I don’t know enough about the national prime ministers museum proposal to comment on it, but from studying the “New Design Plan for the Nehru Museum,” I feel that it has missed an opportunity to reinterpret Nehru and his legacy in an appropriately critical light. As is it now, there is no room in Indian popular discourse for a critical discussion of Nehru. He can be either all good or all bad, and the debates about remodeling NMML fall into these predictable ruts.

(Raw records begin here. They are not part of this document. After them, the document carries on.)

//! Shutdown behavior tests
//!
//! Covers both shutdown modes with a gated first task so the queue state at
//! the moment of shutdown is known:
//! - Drain runs everything that was accepted
//! - Abandon discards queued tasks and resolves their handles
//! - Abandon escalates an in-progress Drain
//! - Dropping an engine follows its configured mode
//! - Joining from inside a worker never lets a later join return early

use prometheus_task_engine::config::{EngineConfig, ShutdownMode};
use prometheus_task_engine::core::{Engine, Handle, SlotStatus, TaskError};
use prometheus_task_engine::util::init_tracing;
use std::sync::atomic::{AtomicUsize, Ordering};
use std::sync::Arc;
use std::time::{Duration, Instant};

/// One worker, whose first task blocks until the returned sender fires.
struct GatedEngine {
    engine: Engine,
    release: flume::Sender<()>,
    first: Handle<usize, String>,
}

fn gated_engine(config: EngineConfig) -> GatedEngine {
    init_tracing();
    let engine = Engine::with_config(config.with_worker_count(1)).expect("Failed to create engine");

    let (started_tx, started_rx) = flume::bounded::<()>(1);
    let (release_tx, release_rx) = flume::bounded::<()>(1);
    let first = engine
        .submit(move || {
            started_tx.send(()).map_err(|e| e.to_string())?;
            release_rx.recv().map_err(|e| e.to_string())?;
            Ok(0)
        })
        .expect("Failed to submit gate task");

    // The worker now holds the gate task; everything else stays queued
    started_rx
        .recv_timeout(Duration::from_secs(5))
        .expect("Gate task never started");

    GatedEngine {
        engine,
        release: release_tx,
        first,
    }
}

fn submit_counted(engine: &Engine, runs: &Arc<AtomicUsize>, count: usize) -> Vec<Handle<usize, String>> {
    (1..=count)
        .map(|i| {
            let runs = Arc::clone(runs);
            engine
                .submit(move || {
                    runs.fetch_add(1, Ordering::SeqCst);
                    Ok(i)
                })
                .expect("Failed to submit")
        })
        .collect()
}

#[test]
fn test_drain_runs_every_accepted_task() {
    println!("\n=== test_drain_runs_every_accepted_task ===");

    let gated = gated_engine(EngineConfig::new());
    let runs = Arc::new(AtomicUsize::new(0));
    let handles = submit_counted(&gated.engine, &runs, 4);

    gated.engine.shutdown(ShutdownMode::Drain);
    assert!(gated.engine.submit(|| Ok::<_, String>(99)).is_err());

    gated.release.send(()).expect("Failed to release gate");
    gated.engine.join();

    assert_eq!(gated.first.get(), Ok(0));
    let values: Vec<usize> = handles
        .into_iter()
        .map(|h| h.get().expect("Drained task failed"))
        .collect();
    assert_eq!(values, vec![1, 2, 3, 4]);
    assert_eq!(runs.load(Ordering::SeqCst), 4);

    let stats = gated.engine.stats();
    println!("Stats: {:?}", stats);
    assert_eq!(stats.completed_tasks, 5);
    assert_eq!(stats.abandoned_tasks, 0);
    assert_eq!(stats.live_workers, 0);

    println!("=== test_drain_runs_every_accepted_task PASSED ===\n");
}

#[test]
fn test_abandon_resolves_queued_handles() {
    println!("\n=== test_abandon_resolves_queued_handles ===");

    let gated = gated_engine(EngineConfig::new());
    let runs = Arc::new(AtomicUsize::new(0));
    let handles = submit_counted(&gated.engine, &runs, 4);

    gated.engine.shutdown(ShutdownMode::Abandon);

    // Discarded before the in-flight task finishes
    for handle in &handles {
        assert_eq!(handle.status(), Some(SlotStatus::Failed));
    }

    gated.release.send(()).expect("Failed to release gate");
    gated.engine.join();

    assert_eq!(gated.first.get(), Ok(0), "In-flight task must finish");
    for handle in handles {
        assert_eq!(handle.get(), Err(TaskError::Abandoned));
    }
    assert_eq!(runs.load(Ordering::SeqCst), 0);

    let stats = gated.engine.stats();
    assert_eq!(stats.abandoned_tasks, 4);
    assert_eq!(stats.queued_tasks, 0);
    assert_eq!(stats.live_workers, 0);

    println!("=== test_abandon_resolves_queued_handles PASSED ===\n");
}

#[test]
fn test_abandon_escalates_drain() {
    println!("\n=== test_abandon_escalates_drain ===");

    let gated = gated_engine(EngineConfig::new());
    let runs = Arc::new(AtomicUsize::new(0));
    let handles = submit_counted(&gated.engine, &runs, 3);

    gated.engine.shutdown(ShutdownMode::Drain);
    gated.engine.shutdown(ShutdownMode::Abandon);
    // Going back to Drain changes nothing
    gated.engine.shutdown(ShutdownMode::Drain);

    gated.release.send(()).expect("Failed to release gate");
    gated.engine.join();

    assert_eq!(gated.first.get(), Ok(0));
    for handle in handles {
        assert_eq!(handle.get(), Err(TaskError::Abandoned));
    }
    assert_eq!(runs.load(Ordering::SeqCst), 0);

    println!("=== test_abandon_escalates_drain PASSED ===\n");
}

#[test]
fn test_shutdown_and_join_are_idempotent() {
    println!("\n=== test_shutdown_and_join_are_idempotent ===");

    init_tracing();
    let engine = Engine::new(3).expect("Failed to create engine");

    engine.shutdown_and_join(ShutdownMode::Drain);
    engine.shutdown_and_join(ShutdownMode::Drain);
    engine.shutdown_and_join(ShutdownMode::Abandon);
    engine.join();

    assert!(engine.is_closed());
    assert_eq!(engine.stats().live_workers, 0);

    println!("=== test_shutdown_and_join_are_idempotent PASSED ===\n");
}

#[test]
fn test_idle_engine_shuts_down_promptly() {
    println!("\n=== test_idle_engine_shuts_down_promptly ===");

    init_tracing();
    let engine = Engine::new(8).expect("Failed to create engine");

    let start = Instant::now();
    engine.shutdown_and_join(ShutdownMode::Drain);
    let elapsed = start.elapsed();

    println!("Shutdown of 8 idle workers took {:?}", elapsed);
    assert!(elapsed < Duration::from_millis(500), "Idle workers were not woken");
    assert_eq!(engine.stats().live_workers, 0);

    println!("=== test_idle_engine_shuts_down_promptly PASSED ===\n");
}

#[test]
fn test_drop_drains_by_default() {
    println!("\n=== test_drop_drains_by_default ===");

    let gated = gated_engine(EngineConfig::new());
    let runs = Arc::new(AtomicUsize::new(0));
    let handles = submit_counted(&gated.engine, &runs, 3);

    gated.release.send(()).expect("Failed to release gate");
    drop(gated.engine);

    assert_eq!(gated.first.get(), Ok(0));
    for (i, handle) in handles.into_iter().enumerate() {
        assert_eq!(handle.get(), Ok(i + 1));
    }
    assert_eq!(runs.load(Ordering::SeqCst), 3);

    println!("=== test_drop_drains_by_default PASSED ===\n");
}

#[test]
fn test_drop_with_abandon_mode() {
    println!("\n=== test_drop_with_abandon_mode ===");

    let gated = gated_engine(EngineConfig::new().with_shutdown_mode(ShutdownMode::Abandon));
    let runs = Arc::new(AtomicUsize::new(0));
    let handles = submit_counted(&gated.engine, &runs, 3);

    // Drop blocks in join until the gate task returns
    let release = gated.release.clone();
    let releaser = std::thread::spawn(move || {
        std::thread::sleep(Duration::from_millis(20));
        release.send(()).expect("Failed to release gate");
    });
    drop(gated.engine);
    releaser.join().unwrap();

    assert_eq!(gated.first.get(), Ok(0));
    for handle in handles {
        assert_eq!(handle.get(), Err(TaskError::Abandoned));
    }
    assert_eq!(runs.load(Ordering::SeqCst), 0);

    println!("=== test_drop_with_abandon_mode PASSED ===\n");
}

#[test]
fn test_join_from_worker_then_join_from_caller() {
    println!("\n=== test_join_from_worker_then_join_from_caller ===");

    init_tracing();
    let engine = Arc::new(Engine::new(1).expect("Failed to create engine"));
    let (release_tx, release_rx) = flume::bounded::<()>(1);

    let inner = Arc::clone(&engine);
    let first = engine
        .submit(move || {
            release_rx.recv().map_err(|e| e.to_string())?;
            // Cannot wait for its own thread; returns once the others are gone
            inner.shutdown_and_join(ShutdownMode::Drain);
            Ok::<_, String>(())
        })
        .expect("Failed to submit");
    let second = engine
        .submit(|| {
            std::thread::sleep(Duration::from_millis(300));
            Ok::<_, String>(2)
        })
        .expect("Failed to submit");

    release_tx.send(()).expect("Failed to release gate");
    assert_eq!(first.get(), Ok(()));
    assert!(engine.is_closed());

    engine.join();
    let stats = engine.stats();
    println!("Stats after join: {:?}", stats);
    assert!(second.is_ready(), "join returned before the drained task ran");
    assert_eq!(stats.live_workers, 0);
    assert_eq!(second.get(), Ok(2));

    println!("=== test_join_from_worker_then_join_from_caller PASSED ===\n");
}

#[test]
fn test_engine_dropped_inside_task_still_drains() {
    println!("\n=== test_engine_dropped_inside_task_still_drains ===");

    init_tracing();
    let engine = Arc::new(Engine::new(2).expect("Failed to create engine"));
    let (release_tx, release_rx) = flume::bounded::<()>(1);

    let last_owner = Arc::clone(&engine);
    let first = engine
        .submit(move || {
            release_rx.recv().map_err(|e| e.to_string())?;
            drop(last_owner);
            Ok::<_, String>(0)
        })
        .expect("Failed to submit");
    let queued: Vec<Handle<usize, String>> = (1..=4)
        .map(|i| {
            engine
                .submit(move || {
                    std::thread::sleep(Duration::from_millis(10));
                    Ok(i)
                })
                .expect("Failed to submit")
        })
        .collect();

    // The task now holds the only reference; its drop runs on a worker
    drop(engine);
    release_tx.send(()).expect("Failed to release gate");

    assert_eq!(first.get(), Ok(0));
    for (i, handle) in queued.into_iter().enumerate() {
        assert_eq!(handle.get(), Ok(i + 1));
    }

    println!("=== test_engine_dropped_inside_task_still_drains PASSED ===\n");
}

Like every leader in the history of this planet, Nehru left a mixed legacy. This legacy should be open for interpretation, but it shouldn’t be inevitably polarized. Like many leaders of his time, Nehru promoted industrial growth and democratization at the expense of minority communities. He proudly trumpeted anti-colonialism but refused to criticize Soviet interventions in eastern Europe. He claimed to believe in democracy and self-determination but took a firm line on Kashmir and brutally suppressed an insurgency in Nagaland. This ambiguity in Nehru’s legacy needs to be taken seriously, not papered over by heroizing or villainizing narratives.

But isn’t it inevitable that a museum dedicated to one man’s legacy would portray him as a hero? I argue that it is not. As an example to the contrary, consider the Lyndon Baines Johnson Presidential Library and Museum in Austin, Texas, USA. As president of the United States from 1963 to 1969, Johnson had as mixed a legacy as Nehru. He promoted civil rights legislation and social welfare programs known as the Great Society. But he also escalated the the American war in Vietnam, a war that left over a million people dead. The LBJ Library does not softpedal Johnson’s role in escalating the war.

The same approach can and should be taken for a remodeling of NMML. Nehru’s contested legacy should be acknowledged and explored in the museum dedicated to him.

Prime Minister Indira Gandhi and President and First Lady Johnson in Washington, DC, March 1966.

Prime Minister Indira Gandhi and President and First Lady Johnson in Washington, DC, March 1966.